Specialized marketing isn't a revolutionary concept, but the expression of that concept across digital platforms is really shaking up the playing field. Microsites are the latest volley in the battle for consumer attention. They offer a focused ecommerce experience that larger, "clunky" brand sites aren't agile enough to deliver. They aren’t necessarily the best solution for every marketing need, but in a few specific scenarios they provide benefits that are difficult to overlook. Does your project warrant its own microsite? Here are three niches that provide a target-rich environment for microsite development:
1. Launching a New Product
Whether you have 6 SKUs or 600, the launch of a new product can often be missed by consumers who are already focused on the rest of your line. Microsites give your new product a clean platform to make its own case, uncluttered by its predecessors and sibling offerings. In addition, a separate mini-site allows your brand to take a few risks in terms of design or copy; your marketing can get a little more edgy or narrow without risking alienating your regular site users.
Ometria's Hannah Stacy points out that even something as simple as a personalized quiz, ala Reebok's "Be More Human" microsite, can be enough to engage a customer and keep them clicking on a microsite. Your core brand identity stays strong and your new product stays fresh. It's a win-win outcome that will reflect in traffic and conversion metrics on both sides.
2. Unique Promotional Efforts
Sometimes a product can't be sold easily through e-commerce, or brand awareness is the goal, as opposed to direct sales conversion. In these cases, microsites truly shine. Consider Newcastle Brown Ale, a brand effectively curtailed from ecommerce sales of its product due to interstate commerce and age restriction complications. As a smaller brewer in the shadow of much larger competitors like Miller and Budweiser, the scrappy beer brand didn't have a lot of budget to throw at Super Bowl ad time, so they created a tongue-in-cheek microsite called "If We Made It," complete with over-the-top faux storyboards for the commercial they couldn't afford to make.

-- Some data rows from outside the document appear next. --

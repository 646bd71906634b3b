//! Vehicle state machine for responder.
//!
//! Implements the vehicle status transition table and category-driven
//! movement profiles.

pub mod fsm;
pub mod profiles;

pub use responder_core as core;
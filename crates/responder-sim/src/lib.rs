//! Dispatch simulation engine.
//!
//! Owns the hecs ECS world, runs systems at a fixed tick rate,
//! and produces SimSnapshots for observers.

pub mod context;
pub mod engine;
pub mod fleet;
pub mod providers;
pub mod registry;
pub mod systems;
pub mod world_setup;

pub use engine::SimulationEngine;
pub use fleet::{FleetConfig, FleetError};
pub use providers::{PresentationSink, RecordingSink, Route, RouteError, RouteProvider};
pub use responder_core as core;
//! Raster land mask oracle.
//!
//! A coarse elevation grid where cells above sea level are land. Points
//! outside the grid are inconclusive so the cache falls back to the heuristic.

use std::{fs, io, path::Path, path::PathBuf};

use responder_core::types::GeoPoint;
use serde::{Deserialize, Serialize};
use thiserror::Error;

use crate::oracle::{OracleError, TerrainOracle, TerrainVerdict};

/// Grid header metadata.
#[derive(Debug, Clone, Serialize, Deserialize)]
pub struct MaskHeader {
    /// Southwest corner latitude (degrees).
    pub origin_lat: f64,
    /// Southwest corner longitude (degrees).
    pub origin_lng: f64,
    /// Arc-seconds per grid cell.
    pub cell_size: f64,
    /// Number of columns (west to east).
    pub width: u32,
    /// Number of rows (north to south).
    pub height: u32,
}

impl MaskHeader {
    /// North edge latitude (degrees).
    pub fn north_lat(&self) -> f64 {
        self.origin_lat + (self.height as f64 * self.cell_size) / 3600.0
    }

    /// East edge longitude (degrees).
    pub fn east_lng(&self) -> f64 {
        self.origin_lng + (self.width as f64 * self.cell_size) / 3600.0
    }
}

/// On-disk layout of a land mask.
#[derive(Debug, Clone, Serialize, Deserialize)]
pub struct LandMaskFile {
    pub header: MaskHeader,
    /// Elevation in meters, row-major (north-to-south, west-to-east).
    pub elevations: Vec<i16>,
}

#[derive(Debug, Error)]
pub enum LandMaskError {
    #[error("failed to read land mask from {path:?}: {source}")]
    Read {
        path: PathBuf,
        #[source]
        source: io::Error,
    },
    #[error("failed to parse land mask: {0}")]
    Parse(#[from] serde_json::Error),
    #[error("land mask expects {expected} cells, found {found}")]
    SizeMismatch { expected: usize, found: usize },
}

#[derive(Debug, Clone)]
pub struct LandMask {
    pub header: MaskHeader,
    elevations: Vec<i16>,
}

impl LandMask {
    pub fn new(header: MaskHeader, elevations: Vec<i16>) -> Result<Self, LandMaskError> {
        let expected = header.width as usize * header.height as usize;
        if elevations.len() != expected || expected == 0 {
            return Err(LandMaskError::SizeMismatch {
                expected,
                found: elevations.len(),
            });
        }
        Ok(Self { header, elevations })
    }

    pub fn from_json_str(json: &str) -> Result<Self, LandMaskError> {
        let file: LandMaskFile = serde_json::from_str(json)?;
        LandMask::new(file.header, file.elevations)
    }

    pub fn from_file(path: &Path) -> Result<Self, LandMaskError> {
        let contents = fs::read_to_string(path).map_err(|source| LandMaskError::Read {
            path: path.to_path_buf(),
            source,
        })?;
        let mask = LandMask::from_json_str(&contents)?;
        tracing::info!(
            path = %path.display(),
            width = mask.header.width,
            height = mask.header.height,
            "land mask loaded"
        );
        Ok(mask)
    }

    /// Convert lat/lng to grid row/col (fractional).
    /// Returns None if outside grid bounds.
    fn geo_to_grid(&self, point: &GeoPoint) -> Option<(f64, f64)> {
        let h = &self.header;
        let col = (point.lng - h.origin_lng) * 3600.0 / h.cell_size;
        // Row 0 is the north edge.
        let row = (h.north_lat() - point.lat) * 3600.0 / h.cell_size;

        if col < 0.0 || row < 0.0 || col >= h.width as f64 || row >= h.height as f64 {
            return None;
        }
        Some((row, col))
    }

    fn raw_elevation(&self, row: usize, col: usize) -> i16 {
        self.elevations[row * self.header.width as usize + col]
    }

    /// Elevation at a point with bilinear interpolation, or None outside the grid.
    pub fn elevation_at(&self, point: &GeoPoint) -> Option<f32> {
        let (row, col) = self.geo_to_grid(point)?;
        let r0 = row.floor() as usize;
        let c0 = col.floor() as usize;
        let r1 = (r0 + 1).min(self.header.height as usize - 1);
        let c1 = (c0 + 1).min(self.header.width as usize - 1);

        let fr = row - r0 as f64;
        let fc = col - c0 as f64;

        let e00 = self.raw_elevation(r0, c0) as f64;
        let e01 = self.raw_elevation(r0, c1) as f64;
        let e10 = self.raw_elevation(r1, c0) as f64;
        let e11 = self.raw_elevation(r1, c1) as f64;

        let top = e00 * (1.0 - fc) + e01 * fc;
        let bot = e10 * (1.0 - fc) + e11 * fc;
        Some((top * (1.0 - fr) + bot * fr) as f32)
    }
}

impl TerrainOracle for LandMask {
    fn classify(&self, point: GeoPoint) -> Result<TerrainVerdict, OracleError> {
        Ok(match self.elevation_at(&point) {
            Some(e) if e > 0.0 => TerrainVerdict::Land,
            Some(_) => TerrainVerdict::Water,
            None => TerrainVerdict::Inconclusive,
        })
    }
}

#[cfg(test)]
mod tests {
    use super::*;

    /// 5×5 grid, 36 arc-seconds per cell, land block in the middle.
    fn make_test_mask() -> LandMask {
        #[rustfmt::skip]
        let elevations: Vec<i16> = vec![
            0,   0,   0,   0,   0,
            0,  50,  50,  50,   0,
            0,  50, 100,  50,   0,
            0,  50,  50,  50,   0,
            0,   0,   0,   0,   0,
        ];
        LandMask::new(
            MaskHeader {
                origin_lat: 55.0,
                origin_lng: 11.0,
                cell_size: 36.0,
                width: 5,
                height: 5,
            },
            elevations,
        )
        .unwrap()
    }

    fn cell_center(mask: &LandMask, row: f64, col: f64) -> GeoPoint {
        let h = &mask.header;
        GeoPoint::new(
            h.north_lat() - row * h.cell_size / 3600.0,
            h.origin_lng + col * h.cell_size / 3600.0,
        )
    }

    #[test]
    fn test_peak_is_land() {
        let mask = make_test_mask();
        let peak = cell_center(&mask, 2.0, 2.0);
        let e = mask.elevation_at(&peak).unwrap();
        assert!((e - 100.0).abs() < 1.0, "Peak elevation should be ~100m, got {e}");
        assert_eq!(mask.classify(peak).unwrap(), TerrainVerdict::Land);
    }

    #[test]
    fn test_bilinear_interpolation() {
        let mask = make_test_mask();
        // Between row 1 (50m) and row 2 (100m) in the center column.
        let e = mask.elevation_at(&cell_center(&mask, 1.5, 2.0)).unwrap();
        assert!((e - 75.0).abs() < 1.0, "Interpolated elevation should be ~75m, got {e}");
    }

    #[test]
    fn test_edge_is_water() {
        let mask = make_test_mask();
        let edge = cell_center(&mask, 4.5, 0.1);
        assert_eq!(mask.classify(edge).unwrap(), TerrainVerdict::Water);
    }

    #[test]
    fn test_outside_grid_is_inconclusive() {
        let mask = make_test_mask();
        let far = GeoPoint::new(56.0, 12.0);
        assert_eq!(mask.classify(far).unwrap(), TerrainVerdict::Inconclusive);
    }

    #[test]
    fn test_size_mismatch_rejected() {
        let header = MaskHeader {
            origin_lat: 55.0,
            origin_lng: 11.0,
            cell_size: 36.0,
            width: 3,
            height: 3,
        };
        let err = LandMask::new(header, vec![0; 4]).unwrap_err();
        assert!(matches!(err, LandMaskError::SizeMismatch { expected: 9, found: 4 }));
    }

    #[test]
    fn test_from_json() {
        let json = r#"{
            "header": {"origin_lat": 55.0, "origin_lng": 11.0, "cell_size": 36.0, "width": 2, "height": 1},
            "elevations": [0, 10]
        }"#;
        let mask = LandMask::from_json_str(json).unwrap();
        assert_eq!(mask.header.width, 2);
    }
}
//! State shared between the control surface and the simulation loop thread.

use std::sync::mpsc;
use std::sync::{Arc, Mutex};

use responder_core::commands::DispatchCommand;
use responder_core::state::SimSnapshot;

/// Messages sent from the control surface to the loop thread.
#[derive(Debug)]
pub enum LoopCommand {
    /// Forward an operator command to the engine.
    Command(DispatchCommand),
    /// Stop the loop and hand the engine back.
    Shutdown,
}

/// Shared application state.
///
/// - `mpsc::Sender` is wrapped in a `Mutex` so the state is `Sync`
/// - `Option` covers the time before the loop is started
/// - the latest snapshot is `Arc`-shared with the loop thread
pub struct AppState {
    /// `None` until the loop is started.
    pub command_tx: Mutex<Option<mpsc::Sender<LoopCommand>>>,
    /// Updated by the loop thread after each tick.
    pub latest_snapshot: Arc<Mutex<Option<SimSnapshot>>>,
    pub running: Mutex<bool>,
}

impl Default for AppState {
    fn default() -> Self {
        Self {
            command_tx: Mutex::new(None),
            latest_snapshot: Arc::new(Mutex::new(None)),
            running: Mutex::new(false),
        }
    }
}

impl AppState {
    pub fn new() -> Self {
        Self::default()
    }
}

Taking a jab at "the big guys" on their main website might have cast the brand in a poor light, but a clever microsite allowed them to push the envelope of satire while still retaining brand integrity. This freedom is especially important for "young" brands, who are expected to bend the rules and test limits a bit. Red Bull and Doritos, for example, both make judicious use of microsites in their campaigns.
3. Preparing for a Future Campaign
If you've got something big in the works for your brand, chances are you'd like to get as much customer interest as possible before launch. Microsites can deliver a targeted ecommerce experience as well as important information about upcoming promotions, such as rules, deadlines and FAQs, all while collecting customer data. Microsites are also a smart route to take for server-taxing contests and giveaways, preventing a massive influx of traffic from collapsing your core site when the promo finally goes live. As Brett Langlois of Catalyst explains, directing paid campaigns to the microsite will help establish authority for your product or promotion, even if it won't be ready for primetime for a while. Consider microsites to be a sort of "marketing investment" in these cases, allocating effort and resources now to support future contests and product launches.

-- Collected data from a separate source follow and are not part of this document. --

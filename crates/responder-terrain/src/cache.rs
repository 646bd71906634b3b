//! Memoized land/water classification with time-bounded expiry.
//!
//! Keys are coordinates rounded to a fixed number of decimals, which bounds
//! cardinality (4 decimals is about 11 m). Oracle answers live for the
//! confirmed TTL; heuristic answers expire quickly so they are replaced once
//! the oracle is reachable again.

use std::collections::HashMap;

use responder_core::config::TerrainConfig;
use responder_core::types::GeoPoint;

use crate::heuristic::MainlandHeuristic;
use crate::oracle::{TerrainOracle, TerrainVerdict};

/// Where a cached classification came from.
#[derive(Debug, Clone, Copy, PartialEq, Eq)]
pub enum ClassificationSource {
    Oracle,
    Heuristic,
}

#[derive(Debug, Clone, Copy, PartialEq)]
pub struct CacheEntry {
    pub is_water: bool,
    pub source: ClassificationSource,
    /// Simulated time (seconds) after which the entry is stale.
    pub expires_at: f64,
}

/// Lookup counters.
#[derive(Debug, Clone, Copy, Default, PartialEq, Eq)]
pub struct CacheStats {
    pub hits: u64,
    pub misses: u64,
    pub oracle_failures: u64,
    pub heuristic_fallbacks: u64,
}

pub struct TerrainClassificationCache {
    entries: HashMap<(i64, i64), CacheEntry>,
    scale: f64,
    confirmed_ttl_secs: f64,
    heuristic_ttl_secs: f64,
    heuristic: MainlandHeuristic,
    stats: CacheStats,
}

impl TerrainClassificationCache {
    pub fn new(config: &TerrainConfig) -> Self {
        Self {
            entries: HashMap::new(),
            scale: 10f64.powi(config.precision_decimals as i32),
            confirmed_ttl_secs: config.confirmed_ttl_secs,
            heuristic_ttl_secs: config.heuristic_ttl_secs,
            heuristic: MainlandHeuristic::new(config.mainland),
            stats: CacheStats::default(),
        }
    }

    /// Classify a coordinate. Returns true for water.
    ///
    /// Never fails: an unavailable or inconclusive oracle degrades to the
    /// mainland heuristic.
    pub fn classify(
        &mut self,
        point: GeoPoint,
        oracle: &dyn TerrainOracle,
        now_secs: f64,
    ) -> bool {
        let key = self.key(&point);
        if let Some(entry) = self.entries.get(&key) {
            if entry.expires_at > now_secs {
                self.stats.hits += 1;
                return entry.is_water;
            }
        }
        self.stats.misses += 1;

        let (is_water, source) = match oracle.classify(point) {
            Ok(TerrainVerdict::Water) => (true, ClassificationSource::Oracle),
            Ok(TerrainVerdict::Land) => (false, ClassificationSource::Oracle),
            Ok(TerrainVerdict::Inconclusive) => {
                self.stats.heuristic_fallbacks += 1;
                (self.heuristic.is_water(&point), ClassificationSource::Heuristic)
            }
            Err(err) => {
                tracing::debug!(%point, error = %err, "terrain oracle failed, using heuristic");
                self.stats.oracle_failures += 1;
                self.stats.heuristic_fallbacks += 1;
                (self.heuristic.is_water(&point), ClassificationSource::Heuristic)
            }
        };

        let ttl = match source {
            ClassificationSource::Oracle => self.confirmed_ttl_secs,
            ClassificationSource::Heuristic => self.heuristic_ttl_secs,
        };
        self.entries.insert(
            key,
            CacheEntry {
                is_water,
                source,
                expires_at: now_secs + ttl,
            },
        );
        is_water
    }

    /// Cached entry for a coordinate, stale or not.
    pub fn entry(&self, point: &GeoPoint) -> Option<&CacheEntry> {
        self.entries.get(&self.key(point))
    }

    /// Drop every entry. Returns how many were removed.
    pub fn clear(&mut self) -> usize {
        let n = self.entries.len();
        self.entries.clear();
        tracing::info!(removed = n, "terrain cache cleared");
        n
    }

    /// Drop entries that expired at or before `now_secs`.
    pub fn purge_expired(&mut self, now_secs: f64) -> usize {
        let before = self.entries.len();
        self.entries.retain(|_, e| e.expires_at > now_secs);
        before - self.entries.len()
    }

    pub fn len(&self) -> usize {
        self.entries.len()
    }

    pub fn is_empty(&self) -> bool {
        self.entries.is_empty()
    }

    pub fn stats(&self) -> CacheStats {
        self.stats
    }

    fn key(&self, point: &GeoPoint) -> (i64, i64) {
        (
            (point.lat * self.scale).round() as i64,
            (point.lng * self.scale).round() as i64,
        )
    }
}
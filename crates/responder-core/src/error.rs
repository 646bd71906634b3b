//! Errors surfaced by the dispatch API.

use thiserror::Error;

use crate::enums::{StatusTrigger, VehicleStatus};
use crate::types::{AlarmId, StationId, VehicleId};

/// Rejection of an operator request. Rejected requests never mutate state.
#[derive(Debug, Clone, PartialEq, Error)]
pub enum DispatchError {
    #[error("{0} not found")]
    AlarmNotFound(AlarmId),
    #[error("{0} not found")]
    VehicleNotFound(VehicleId),
    #[error("{0} not found")]
    StationNotFound(StationId),
    #[error("{vehicle} cannot {trigger:?} while {status}")]
    InvalidTransition {
        vehicle: VehicleId,
        status: VehicleStatus,
        trigger: StatusTrigger,
    },
    #[error("dispatch needs at least one vehicle")]
    EmptyBatch,
    #[error("name {0:?} is blank")]
    InvalidName(String),
}
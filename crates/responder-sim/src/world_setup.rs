//! Entity spawn factories for stations, vehicles, and alarms.
//!
//! The entity is spawned first and the registry hands out its id, which is
//! then written into the component so both sides agree.

use hecs::World;

use responder_core::components::*;
use responder_core::enums::{TerrainConstraint, VehicleStatus};
use responder_core::types::{AlarmId, GeoPoint, StationId, VehicleId};
use responder_fsm::profiles::category_for_kind;

use crate::registry::Registry;

/// Spawn a station with no vehicles.
pub fn spawn_station(
    world: &mut World,
    registry: &mut Registry,
    name: String,
    position: GeoPoint,
) -> StationId {
    let entity = world.spawn((StationInfo {
        id: StationId(0),
        name,
        position,
    },));
    let id = registry.insert_station(entity);
    if let Ok(mut info) = world.get::<&mut StationInfo>(entity) {
        info.id = id;
    }
    id
}

/// Spawn a vehicle parked in standby at its home station.
pub fn spawn_vehicle(
    world: &mut World,
    registry: &mut Registry,
    home: &StationInfo,
    name: String,
    kind: String,
) -> VehicleId {
    let category = category_for_kind(&kind);
    let entity = world.spawn((
        VehicleInfo {
            id: VehicleId(0),
            name,
            kind,
            category,
            home: home.id,
        },
        VehicleState {
            status: VehicleStatus::Standby,
            position: home.position,
            ..Default::default()
        },
    ));
    let id = registry.insert_vehicle(entity);
    if let Ok(mut info) = world.get::<&mut VehicleInfo>(entity) {
        info.id = id;
    }
    id
}

/// Alarm fields decided by the spawner.
pub struct AlarmSpec {
    pub kind: String,
    pub constraint: TerrainConstraint,
    pub position: GeoPoint,
    pub origin_station: StationId,
    pub relaxed_placement: bool,
}

/// Spawn an active alarm with zeroed counters.
pub fn spawn_alarm(
    world: &mut World,
    registry: &mut Registry,
    spec: AlarmSpec,
    now_secs: f64,
) -> AlarmId {
    let entity = world.spawn((AlarmInfo {
        id: AlarmId(0),
        kind: spec.kind,
        constraint: spec.constraint,
        position: spec.position,
        origin_station: spec.origin_station,
        dispatched_count: 0,
        resolved_count: 0,
        created_at_secs: now_secs,
        relaxed_placement: spec.relaxed_placement,
    },));
    let id = registry.insert_alarm(entity);
    if let Ok(mut info) = world.get::<&mut AlarmInfo>(entity) {
        info.id = id;
    }
    id
}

Microsites won't guarantee a successful marketing effort every time, but they will act as guides to make your eventual target a little easier to hit. Customers who find themselves already in a rich, informative environment are more likely to explore and engage, increasing your company's chances of a successful conversion. Whether your aim is to inform, entertain or convert, microsites offer a unique ecommerce experience that's typically easier to build, maintain and change than a core site.